Scientific classification
- Kingdom: Animalia
- Phylum: Chordata
- Class: Aves
- Order: Passeriformes
- Family: Campephagidae
- Genus: Pericrocotus
- Species: P. tegimae
- Binomial name: Pericrocotus tegimae Stejneger, 1887

= Ryukyu minivet =

- Authority: Stejneger, 1887
- Conservation status: LC

Species of bird

The Ryukyu minivet (Pericrocotus tegimae) is a species of bird in the family Campephagidae.
It is endemic to Japan. The species was previously thought to be a subspecies of the ashy minivet. Its specific name is named for the Japanese naturalist Seiichi Tegima.

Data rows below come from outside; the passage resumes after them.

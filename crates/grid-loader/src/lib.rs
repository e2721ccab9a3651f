//! Grid loading for the globe viewer.
//!
//! Reads band 1 of a georeferenced raster, builds coordinate axes whose
//! lengths always match the band dimensions, masks no-data samples, and
//! memoizes the resulting [`Grid`](globe_common::Grid) per source for the
//! lifetime of the process.

pub mod config;
pub mod loader;

pub use config::{LoaderConfig, NodataConfig, NodataMode};
pub use loader::{grid_from_raster, GridLoader, GridSource, EQUATOR_DISTANCE_LABEL};
//! Latitude/longitude line overlays.

use serde::Serialize;

use crate::mesh::lonlat_to_xyz;

/// Default spacing between graticule lines, in degrees.
pub const DEFAULT_STEP_DEG: f64 = 30.0;

/// Spacing between samples along each line, in degrees
const SAMPLE_STEP_DEG: f64 = 2.0;

/// One graticule line, as lon/lat samples and their positions on the sphere.
#[derive(Debug, Clone, Serialize)]
pub struct GraticuleLine {
    /// Fixed longitude (meridian) or latitude (parallel) of the line
    pub value_deg: f64,
    pub lonlat: Vec<(f64, f64)>,
    pub points: Vec<[f32; 3]>,
}

/// Meridians and parallels at a fixed spacing.
#[derive(Debug, Clone, Serialize)]
pub struct Graticule {
    pub step_deg: f64,
    pub meridians: Vec<GraticuleLine>,
    pub parallels: Vec<GraticuleLine>,
}

impl Graticule {
    /// Lines every `step_deg` degrees, lifted to `radius`.
    ///
    /// Meridians run pole to pole; parallels exclude the poles themselves.
    pub fn new(step_deg: f64, radius: f64) -> Self {
        let step_deg = if step_deg.is_finite() && step_deg > 0.0 {
            step_deg
        } else {
            DEFAULT_STEP_DEG
        };

        let meridians = multiples(-180.0, 180.0, step_deg, false)
            .into_iter()
            .map(|lon| {
                let lonlat = samples(-90.0, 90.0).map(|lat| (lon, lat)).collect();
                line(lon, lonlat, radius)
            })
            .collect();

        let parallels = multiples(-90.0, 90.0, step_deg, true)
            .into_iter()
            .filter(|lat| lat.abs() < 90.0)
            .map(|lat| {
                let lonlat = samples(-180.0, 180.0).map(|lon| (lon, lat)).collect();
                line(lat, lonlat, radius)
            })
            .collect();

        Self {
            step_deg,
            meridians,
            parallels,
        }
    }

    pub fn line_count(&self) -> usize {
        self.meridians.len() + self.parallels.len()
    }

    /// Angular distance in degrees from a lon/lat point to the nearest line.
    pub fn distance_deg(&self, lon: f64, lat: f64) -> f64 {
        let to_grid = |v: f64| {
            let r = v.rem_euclid(self.step_deg);
            r.min(self.step_deg - r)
        };
        let along_parallel = to_grid(lat);
        // Meridians converge toward the poles
        let along_meridian = to_grid(lon) * lat.to_radians().cos().abs();
        along_parallel.min(along_meridian)
    }
}

fn multiples(start: f64, stop: f64, step: f64, inclusive: bool) -> Vec<f64> {
    let first = (start / step).ceil() as i64;
    let last = (stop / step).floor() as i64;
    (first..=last)
        .map(|k| k as f64 * step)
        .filter(|&v| inclusive || v < stop)
        .collect()
}

fn samples(start: f64, stop: f64) -> impl Iterator<Item = f64> {
    let n = ((stop - start) / SAMPLE_STEP_DEG).round() as usize;
    (0..=n).map(move |i| start + i as f64 * SAMPLE_STEP_DEG)
}

fn line(value_deg: f64, lonlat: Vec<(f64, f64)>, radius: f64) -> GraticuleLine {
    let points = lonlat
        .iter()
        .map(|&(lon, lat)| {
            let [x, y, z] = lonlat_to_xyz(lon, lat, radius);
            [x as f32, y as f32, z as f32]
        })
        .collect();
    GraticuleLine {
        value_deg,
        lonlat,
        points,
    }
}

#[cfg(test)]
mod tests {
    use super::*;

    #[test]
    fn test_default_spacing_line_counts() {
        let g = Graticule::new(DEFAULT_STEP_DEG, 1.0);
        // -180, -150, ..., 150
        assert_eq!(g.meridians.len(), 12);
        // -60, -30, 0, 30, 60
        assert_eq!(g.parallels.len(), 5);
        assert_eq!(g.line_count(), 17);
    }

    #[test]
    fn test_meridian_runs_pole_to_pole() {
        let g = Graticule::new(30.0, 1.0);
        let m = &g.meridians[0];
        assert_eq!(m.value_deg, -180.0);
        assert_eq!(m.lonlat.first(), Some(&(-180.0, -90.0)));
        assert_eq!(m.lonlat.last(), Some(&(-180.0, 90.0)));
        assert_eq!(m.points.len(), m.lonlat.len());
    }

    #[test]
    fn test_distance_to_lines() {
        let g = Graticule::new(30.0, 1.0);
        assert_eq!(g.distance_deg(-95.0, 30.0), 0.0);
        assert_eq!(g.distance_deg(-90.0, 10.0), 0.0);
        assert!(g.distance_deg(-105.0, 45.0) > 5.0);
    }

    #[test]
    fn test_invalid_step_falls_back() {
        let g = Graticule::new(0.0, 1.0);
        assert_eq!(g.step_deg, DEFAULT_STEP_DEG);
    }
}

==Distribution and habitat==
The Ryukyu minivet was originally endemic to the Ryukyu Islands of Japan, but in the 1970s it spread to southern Kyushu and as of 2010 was found throughout that island and into Shikoku and western Honshu. It has been suggested that the species was able to spread due to declines in the related ashy minivet. Also found on the island of Jeju (South Korea) in 2024.

The species' natural habitat is evergreen and mixed deciduous forests. It will also use human-modified habitats, including cedar plantations and gardens. It ranges from sea-level to 1700 m.